▶ Task details
Search for the word "KubeStatusWriter" in the entries. Each line that holds it should be copied.

Collected data entries:
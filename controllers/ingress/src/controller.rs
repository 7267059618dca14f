//! Main controller implementation.
//!
//! Wires the watchers, the reconciler, the HAProxy process and the
//! controller endpoint together and runs them until shutdown.

use crate::config::ControllerConfig;
use crate::error::ControllerError;
use crate::haproxy::HAProxy;
use crate::process::{self, Process, RealCommandRunner};
use crate::reconciler::Reconciler;
use crate::server;
use crate::status::{KubeStatusWriter, StatusManager, STATUS_CHANNEL_CAPACITY};
use crate::store::events::EVENT_CHANNEL_CAPACITY;
use crate::watcher::{ProcessedVersions, Watcher};
use haproxy_client::RuntimeClient;
use kube::Client;
use std::sync::Arc;
use tokio::sync::mpsc;
use tokio::task::{JoinHandle, JoinSet};
use tokio_util::sync::CancellationToken;
use tracing::{error, info, warn};

/// Ingress controller tasks.
pub struct Controller {
    config: Arc<ControllerConfig>,
    process: Arc<dyn Process>,
    cancel: CancellationToken,
    watchers: JoinSet<Result<(), ControllerError>>,
    reconciler: JoinHandle<()>,
    status: Option<JoinHandle<()>>,
    server: JoinHandle<std::io::Result<()>>,
}

impl Controller {
    /// Creates a new controller instance and starts its tasks.
    pub async fn new(config: ControllerConfig) -> Result<Self, ControllerError> {
        info!("Initializing HAProxy Ingress Controller");
        let config = Arc::new(config);
        let cancel = CancellationToken::new();

        let kube_client = Client::try_default().await?;

        let runtime = Arc::new(RuntimeClient::new(config.runtime_socket()));
        let process = process::new(&config, runtime.clone(), Arc::new(RealCommandRunner));
        let mut haproxy = HAProxy::new(&config, runtime, process.clone());
        haproxy.init().await?;

        let (tx, rx) = mpsc::channel(EVENT_CHANNEL_CAPACITY);
        let processed = Arc::new(ProcessedVersions::new());

        let mut reconciler = Reconciler::new(config.clone(), haproxy, rx, processed.clone());
        let status = if config.gateway_api {
            let (status_tx, status_rx) = mpsc::channel(STATUS_CHANNEL_CAPACITY);
            reconciler = reconciler.with_status(status_tx);
            let manager = StatusManager::new(Arc::new(KubeStatusWriter::new(kube_client.clone())));
            Some(tokio::spawn(manager.run(status_rx, cancel.clone())))
        } else {
            None
        };

        let watcher = Watcher::new(kube_client, tx, processed, config.cache_resync_period, cancel.clone());
        let mut watchers = JoinSet::new();
        watcher.spawn_all(&config, &mut watchers).await;

        let reconciler = tokio::spawn(reconciler.run(cancel.clone()));
        let server = tokio::spawn(server::serve(config.controller_port, config.prometheus, cancel.clone()));

        Ok(Self {
            config,
            process,
            cancel,
            watchers,
            reconciler,
            status,
            server,
        })
    }

    /// Runs the controller until a shutdown signal or a fatal task failure,
    /// then stops HAProxy.
    pub async fn run(mut self) -> Result<(), ControllerError> {
        info!(
            ingress_class = %self.config.ingress_class,
            gateway_api = self.config.gateway_api,
            "HAProxy Ingress Controller running"
        );

        let mut reconciler_done = false;
        let mut server_done = false;
        let result = tokio::select! {
            signal = tokio::signal::ctrl_c() => {
                match signal {
                    Ok(()) => info!("shutdown signal received"),
                    Err(e) => warn!("failed to listen for shutdown signal: {}", e),
                }
                Ok(())
            }
            Some(joined) = self.watchers.join_next() => match joined {
                Ok(Ok(())) => Err(ControllerError::Watch("watcher exited".to_string())),
                Ok(Err(e)) => Err(e),
                Err(e) => Err(ControllerError::Watch(format!("watcher panicked: {e}"))),
            },
            joined = &mut self.reconciler => {
                reconciler_done = true;
                Err(ControllerError::Process(format!("reconciler exited: {joined:?}")))
            }
            joined = &mut self.server => {
                server_done = true;
                match joined {
                    Ok(Ok(())) => Ok(()),
                    Ok(Err(e)) => Err(ControllerError::Io(e)),
                    Err(e) => Err(ControllerError::Process(format!("controller endpoint panicked: {e}"))),
                }
            }
        };

        self.shutdown(reconciler_done, server_done).await;
        result
    }

    /// Cancels every task and waits for those still running.
    async fn shutdown(mut self, reconciler_done: bool, server_done: bool) {
        self.cancel.cancel();
        while self.watchers.join_next().await.is_some() {}
        if !reconciler_done && let Err(e) = self.reconciler.await {
            warn!("reconciler task failed: {}", e);
        }
        if !server_done && let Err(e) = self.server.await {
            warn!("controller endpoint task failed: {}", e);
        }
        if let Some(status) = self.status.take()
            && let Err(e) = status.await
        {
            warn!("status task failed: {}", e);
        }
        if let Err(e) = self.process.stop().await {
            error!("failed to stop HAProxy: {}", e);
        }
        info!("HAProxy Ingress Controller stopped");
    }
}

▶ Solved problem
use crate::status::{KubeStatusWriter, StatusManager, STATUS_CHANNEL_CAPACITY};
            let manager = StatusManager::new(Arc::new(KubeStatusWriter::new(kube_client.clone())));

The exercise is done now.